Aber ich will nicht meckern. Indem sie sich immer neue Verstecke für die wichtigsten Bedienelemente ausdenkt, sichert die Autoindustrie die Jobs der Fahrlehrer in einer vergreisenden Gesellschaft. Oder sie macht gleich selbst ein Geschäft draus – das einwöchige Intensivtraining am Simulator in ihren pompösen neuen Auslieferungstempeln.

Aus der Technology Review 11/2007, Kolumne FROITZELEIEN

Es lebe der Zentralabiturient

Ab 2013 sollen Schulen genormten Output liefern – einzig das Lehrpersonal macht noch Probleme.
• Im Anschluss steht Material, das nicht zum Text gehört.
//! Page-level settings and output destinations

use serde::{Deserialize, Serialize};
use std::path::PathBuf;

use crate::error::{EngineError, Result};

/// Noise filter strength: 0 disables, 1-7 enable
#[derive(Debug, Clone, Copy, PartialEq, Eq, Default, Serialize, Deserialize)]
#[serde(try_from = "u8", into = "u8")]
pub struct NoiseFilter(u8);

impl NoiseFilter {
    pub const DISABLED: NoiseFilter = NoiseFilter(0);
    pub const MAX_LEVEL: u8 = 7;

    pub fn new(level: u8) -> Result<Self> {
        if level > Self::MAX_LEVEL {
            return Err(EngineError::InvalidNoiseFilter(level));
        }
        Ok(Self(level))
    }

    pub fn level(self) -> u8 {
        self.0
    }

    pub fn is_enabled(self) -> bool {
        self.0 != 0
    }
}

impl TryFrom<u8> for NoiseFilter {
    type Error = EngineError;

    fn try_from(level: u8) -> Result<Self> {
        Self::new(level)
    }
}

impl From<NoiseFilter> for u8 {
    fn from(filter: NoiseFilter) -> u8 {
        filter.0
    }
}

/// Toggles applied to each page before the processing phases
#[derive(Debug, Clone, PartialEq, Eq, Serialize, Deserialize)]
#[serde(default)]
pub struct PageOptions {
    /// Rotate the page upright before processing
    pub orientation_correction: bool,

    /// Crop page borders
    pub cropping: bool,

    /// Straighten skewed scans
    pub deskewing: bool,

    /// Extended Arabic handwriting processing
    pub handwriting_processing: bool,

    pub noise_filter: NoiseFilter,
}

impl Default for PageOptions {
    fn default() -> Self {
        Self {
            orientation_correction: false,
            cropping: false,
            deskewing: false,
            handwriting_processing: true,
            noise_filter: NoiseFilter::DISABLED,
        }
    }
}

/// Output files written by the engine for one page.
///
/// Any destination left unset suppresses that output.
#[derive(Debug, Clone, Default, PartialEq, Eq, Serialize, Deserialize)]
pub struct OutputPaths {
    /// Scaled copy of the page with noise filtered and orientation corrected
    pub cleaned_image: Option<PathBuf>,

    /// Recognized text, UTF-8
    pub utf8_text: Option<PathBuf>,

    /// Recognized text, UTF-16
    pub utf16_text: Option<PathBuf>,
}

impl OutputPaths {
    pub fn cleaned_only(path: impl Into<PathBuf>) -> Self {
        Self {
            cleaned_image: Some(path.into()),
            ..Self::default()
        }
    }

    pub fn is_empty(&self) -> bool {
        self.cleaned_image.is_none() && self.utf8_text.is_none() && self.utf16_text.is_none()
    }

    /// Registered paths in write order: cleaned image, UTF-8, UTF-16
    pub fn iter(&self) -> impl Iterator<Item = &PathBuf> {
        self.cleaned_image
            .iter()
            .chain(self.utf8_text.iter())
            .chain(self.utf16_text.iter())
    }
}

#[cfg(test)]
mod tests {
    use super::*;

    #[test]
    fn test_noise_filter_range() {
        assert!(!NoiseFilter::new(0).unwrap().is_enabled());
        assert_eq!(NoiseFilter::new(7).unwrap().level(), 7);
        assert!(matches!(
            NoiseFilter::new(8),
            Err(EngineError::InvalidNoiseFilter(8))
        ));
    }

    #[test]
    fn test_default_page_options() {
        let options = PageOptions::default();
        assert!(!options.orientation_correction);
        assert!(!options.cropping);
        assert!(!options.deskewing);
        assert!(options.handwriting_processing);
        assert_eq!(options.noise_filter, NoiseFilter::DISABLED);
    }

    #[test]
    fn test_page_options_reject_bad_noise_level() {
        let parsed: std::result::Result<PageOptions, _> =
            serde_json::from_str(r#"{"noise_filter": 12}"#);
        assert!(parsed.is_err());

        let parsed: PageOptions = serde_json::from_str(r#"{"noise_filter": 3}"#).unwrap();
        assert_eq!(parsed.noise_filter.level(), 3);
        assert!(parsed.handwriting_processing);
    }

    #[test]
    fn test_output_paths_order() {
        let outputs = OutputPaths {
            cleaned_image: Some("a-cln.tif".into()),
            utf8_text: None,
            utf16_text: Some("a.utf16".into()),
        };
        let paths: Vec<_> = outputs.iter().collect();
        assert_eq!(paths, vec![&PathBuf::from("a-cln.tif"), &PathBuf::from("a.utf16")]);
        assert!(OutputPaths::default().is_empty());
    }
}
Jahrzehntelang ging nichts voran im deutschen Schulwesen, nicht einmal eine kleine Rechtschreibrevolution wollte den kleinstaatlerischen Kultusbürokraten glücken. Deren einziger unbestrittener Erfolg besteht darin, dass das Bildungsbürgertum bei „Pisa“ nicht mehr spontan an Studienreisen durch Italien denkt, sondern an die objektiv messbare Qualität des Outputs steuerfinanzierter Bildungsanstalten. Dummerweise aber gibt das noch keine Antwort auf die Frage, wie sich die geforderte standardisierte Qualität der Humanressourcen nicht nur messen, sondern auch produzieren lässt.

Jetzt aber ist der gordische Knoten entzwei, und natürlich ist es die beherzte Annette Schavan, die das Schwert in der Hand hält: 2013 wird Schluss sein mit den schulpolitischen Alleingängen fanatisch-föderalistischer Bremer, Saarländer oder Berliner, denn dann soll nach den acht Jahren Gymnasium (G8) das Bundeszentralabitur kommen. Wo früher jedes Lehrerkollegium teure Arbeitszeit aufwenden musste, um sich die Prüfungsaufgaben auszudenken, wird im Optimalfall für jedes Fach also nur noch ein einziger Beamter benötigt. Ein kleines bisschen Vorarbeit müssen die Kultusministerien allerdings noch leisten, bevor sie der Wirtschaft ab 2013 Normabiturienten liefern können: Sie müssen den Geschäftsprozess „Unterricht“ nach Best-Practice-Grundsätzen optimieren und diese den Lehrkräften eintrichtern. Die standardisierten Einheitsskills der Gymnasiasten lassen sich dann – Abschaffung handschriftlicher Prüfungen vorausgesetzt – wunderbar maschinell auswerten.

Sechs Jahre sind auch noch genug Zeit, um mittels professioneller PR allen Skeptikern klarzumachen, dass Heterogenität in der Bildung ein überholtes Konzept ist. Das beste Beispiel ist die Mathematik: Es zweifelt doch wohl niemand daran, dass sich jeder Kaufmann mit fraktionalen Weyl-Integralen auskennen und jeder Mediziner die Zinseszinsrechnung ohne Excel und Taschenrechner bewältigen muss. Und wenn der fürsorgliche Staat das Vereinheitlichungsprojekt dereinst konsequent durchgezogen hat, braucht sich kein Normalbürger mehr Gedanken über Bildungsreformen zu machen: Wenn alle das Gleiche gelernt haben, gibt es auch nichts mehr, was irgendwer vermissen könnte.